▸ **What you will do**: Without any alteration, retype the records that appear below.

Stored data:
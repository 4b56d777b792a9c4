// ==========================================
// 库存运营看板 - 订单汇总引擎
// ==========================================
// 销售: 每条 SO_Combined 明细一条销售订单（不分组）
// 采购: PO_Combined 明细按 PO 号分组，组按首次出现顺序
// ==========================================

use crate::domain::order::{CombinedOrderLine, PurchaseOrder, SalesOrder};
use crate::engine::placeholders::{
    ALLOCATED_NOT_YET_COMPUTED, DEFAULT_SALES_PRIORITY, IS_LATE_NOT_YET_COMPUTED,
};
use chrono::NaiveDate;
use std::collections::HashMap;
use tracing::instrument;

/// 距今天数（不小于 0），日期为空或无法解析时按今天计
pub fn days_since(date: &str, today: NaiveDate) -> i64 {
    NaiveDate::parse_from_str(date, "%Y-%m-%d")
        .map(|d| (today - d).num_days().max(0))
        .unwrap_or(0)
}

/// 百分比取整（四舍五入）
fn round_percent(part: f64, whole: f64) -> i64 {
    ((part / whole) * 100.0).round() as i64
}

// 采购订单分组累加器
struct PoGroup {
    po_number: String,
    vendor: String,
    due_date: String,
    order_date: String,
    lines_open: usize,
    ordered: f64,
    received: f64,
    last_receipt: Option<String>,
}

// ==========================================
// OrderAggregationEngine
// ==========================================
#[derive(Debug, Default)]
pub struct OrderAggregationEngine;

impl OrderAggregationEngine {
    pub fn new() -> Self {
        Self
    }

    /// 销售订单派生
    ///
    /// - gap = max(0, ordered - allocated)
    /// - coverage = ordered 为 0 时取 0，否则 round(allocated / ordered * 100)
    /// - 承诺日期取 SO-date，其次 InvoiceDate
    #[instrument(skip_all, fields(lines = lines.len()))]
    pub fn derive_sales_orders(
        &self,
        lines: &[CombinedOrderLine],
        today: NaiveDate,
    ) -> Vec<SalesOrder> {
        lines
            .iter()
            .enumerate()
            .map(|(i, line)| {
                let qty_ordered = line.quantity;
                let allocated = ALLOCATED_NOT_YET_COMPUTED;
                let coverage_percent = if qty_ordered == 0.0 {
                    0
                } else {
                    round_percent(allocated, qty_ordered)
                };
                let promise_date = if line.order_date.is_empty() {
                    line.invoice_date.clone()
                } else {
                    line.order_date.clone()
                };

                SalesOrder {
                    id: (i + 1).to_string(),
                    so_number: line.order_number.clone(),
                    customer: line.counterparty.clone(),
                    age: days_since(&promise_date, today),
                    promise_date,
                    priority: DEFAULT_SALES_PRIORITY,
                    sku: line.sku.clone(),
                    qty_ordered,
                    allocated,
                    gap: (qty_ordered - allocated).max(0.0),
                    coverage_percent,
                }
            })
            .collect()
    }

    /// 采购订单派生
    ///
    /// - 供应商 / 交期 / 下单日期取组内首行
    /// - received = Σ Quantity，ordered = Σ QtyOrdered，lines_open = 行数
    /// - 最近收货日期取组内 InvoiceDate 最大值
    #[instrument(skip_all, fields(lines = lines.len()))]
    pub fn derive_purchase_orders(
        &self,
        lines: &[CombinedOrderLine],
        today: NaiveDate,
    ) -> Vec<PurchaseOrder> {
        let mut groups: Vec<PoGroup> = Vec::new();
        let mut index: HashMap<String, usize> = HashMap::new();

        for line in lines {
            let po = line.order_number.trim();
            if po.is_empty() {
                continue;
            }

            let slot = *index.entry(po.to_string()).or_insert_with(|| {
                groups.push(PoGroup {
                    po_number: po.to_string(),
                    vendor: line.counterparty.clone(),
                    due_date: line.order_date.clone(),
                    order_date: line.invoice_date.clone(),
                    lines_open: 0,
                    ordered: 0.0,
                    received: 0.0,
                    last_receipt: None,
                });
                groups.len() - 1
            });

            let group = &mut groups[slot];
            group.received += line.quantity;
            group.ordered += line.qty_ordered;
            group.lines_open += 1;
            if !line.invoice_date.is_empty()
                && group
                    .last_receipt
                    .as_deref()
                    .map_or(true, |cur| cur < line.invoice_date.as_str())
            {
                group.last_receipt = Some(line.invoice_date.clone());
            }
        }

        groups
            .into_iter()
            .enumerate()
            .map(|(i, g)| {
                let percent_received = if g.ordered > 0.0 {
                    round_percent(g.received, g.ordered)
                } else if g.received > 0.0 {
                    100
                } else {
                    0
                };

                PurchaseOrder {
                    id: (i + 1).to_string(),
                    aging: days_since(&g.order_date, today),
                    po_number: g.po_number,
                    vendor: g.vendor,
                    due_date: g.due_date,
                    lines_open: g.lines_open,
                    ordered: g.ordered,
                    received: g.received,
                    percent_received,
                    last_receipt: g.last_receipt,
                    is_late: IS_LATE_NOT_YET_COMPUTED,
                }
            })
            .collect()
    }
}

▸ **Exercise output**:
repository 4b56d777b792a9c4
// ==========================================
// 库存运营看板 - 订单汇总引擎
// ==========================================
// 销售: 每条 SO_Combined 明细一条销售订单（不分组）
// 采购: PO_Combined 明细按 PO 号分组，组按首次出现顺序
// ==========================================

use crate::domain::order::{CombinedOrderLine, PurchaseOrder, SalesOrder};
use crate::engine::placeholders::{
    ALLOCATED_NOT_YET_COMPUTED, DEFAULT_SALES_PRIORITY, IS_LATE_NOT_YET_COMPUTED,
};
use chrono::NaiveDate;
use std::collections::HashMap;
use tracing::instrument;

/// 距今天数（不小于 0），日期为空或无法解析时按今天计
pub fn days_since(date: &str, today: NaiveDate) -> i64 {
    NaiveDate::parse_from_str(date, "%Y-%m-%d")
        .map(|d| (today - d).num_days().max(0))
        .unwrap_or(0)
}

/// 百分比取整（四舍五入）
fn round_percent(part: f64, whole: f64) -> i64 {
    ((part / whole) * 100.0).round() as i64
}

// 采购订单分组累加器
struct PoGroup {
    po_number: String,
    vendor: String,
    due_date: String,
    order_date: String,
    lines_open: usize,
    ordered: f64,
    received: f64,
    last_receipt: Option<String>,
}

// ==========================================
// OrderAggregationEngine
// ==========================================
#[derive(Debug, Default)]
pub struct OrderAggregationEngine;

impl OrderAggregationEngine {
    pub fn new() -> Self {
        Self
    }

    /// 销售订单派生
    ///
    /// - gap = max(0, ordered - allocated)
    /// - coverage = ordered 为 0 时取 0，否则 round(allocated / ordered * 100)
    /// - 承诺日期取 SO-date，其次 InvoiceDate
    #[instrument(skip_all, fields(lines = lines.len()))]
    pub fn derive_sales_orders(
        &self,
        lines: &[CombinedOrderLine],
        today: NaiveDate,
    ) -> Vec<SalesOrder> {
        lines
            .iter()
            .enumerate()
            .map(|(i, line)| {
                let qty_ordered = line.quantity;
                let allocated = ALLOCATED_NOT_YET_COMPUTED;
                let coverage_percent = if qty_ordered == 0.0 {
                    0
                } else {
                    round_percent(allocated, qty_ordered)
                };
                let promise_date = if line.order_date.is_empty() {
                    line.invoice_date.clone()
                } else {
                    line.order_date.clone()
                };

                SalesOrder {
                    id: (i + 1).to_string(),
                    so_number: line.order_number.clone(),
                    customer: line.counterparty.clone(),
                    age: days_since(&promise_date, today),
                    promise_date,
                    priority: DEFAULT_SALES_PRIORITY,
                    sku: line.sku.clone(),
                    qty_ordered,
                    allocated,
                    gap: (qty_ordered - allocated).max(0.0),
                    coverage_percent,
                }
            })
            .collect()
    }

    /// 采购订单派生
    ///
    /// - 供应商 / 交期 / 下单日期取组内首行
    /// - received = Σ Quantity，ordered = Σ QtyOrdered，lines_open = 行数
    /// - 最近收货日期取组内 InvoiceDate 最大值
    #[instrument(skip_all, fields(lines = lines.len()))]
    pub fn derive_purchase_orders(
        &self,
        lines: &[CombinedOrderLine],
        today: NaiveDate,
    ) -> Vec<PurchaseOrder> {
        let mut groups: Vec<PoGroup> = Vec::new();
        let mut index: HashMap<String, usize> = HashMap::new();

        for line in lines {
            let po = line.order_number.trim();
            if po.is_empty() {
                continue;
            }

            let slot = *index.entry(po.to_string()).or_insert_with(|| {
                groups.push(PoGroup {
                    po_number: po.to_string(),
                    vendor: line.counterparty.clone(),
                    due_date: line.order_date.clone(),
                    order_date: line.invoice_date.clone(),
                    lines_open: 0,
                    ordered: 0.0,
                    received: 0.0,
                    last_receipt: None,
                });
                groups.len() - 1
            });

            let group = &mut groups[slot];
            group.received += line.quantity;
            group.ordered += line.qty_ordered;
            group.lines_open += 1;
            if !line.invoice_date.is_empty()
                && group
                    .last_receipt
                    .as_deref()
                    .map_or(true, |cur| cur < line.invoice_date.as_str())
            {
                group.last_receipt = Some(line.invoice_date.clone());
            }
        }

        groups
            .into_iter()
            .enumerate()
            .map(|(i, g)| {
                let percent_received = if g.ordered > 0.0 {
                    round_percent(g.received, g.ordered)
                } else if g.received > 0.0 {
                    100
                } else {
                    0
                };

                PurchaseOrder {
                    id: (i + 1).to_string(),
                    aging: days_since(&g.order_date, today),
                    po_number: g.po_number,
                    vendor: g.vendor,
                    due_date: g.due_date,
                    lines_open: g.lines_open,
                    ordered: g.ordered,
                    received: g.received,
                    percent_received,
                    last_receipt: g.last_receipt,
                    is_late: IS_LATE_NOT_YET_COMPUTED,
                }
            })
            .collect()
    }
}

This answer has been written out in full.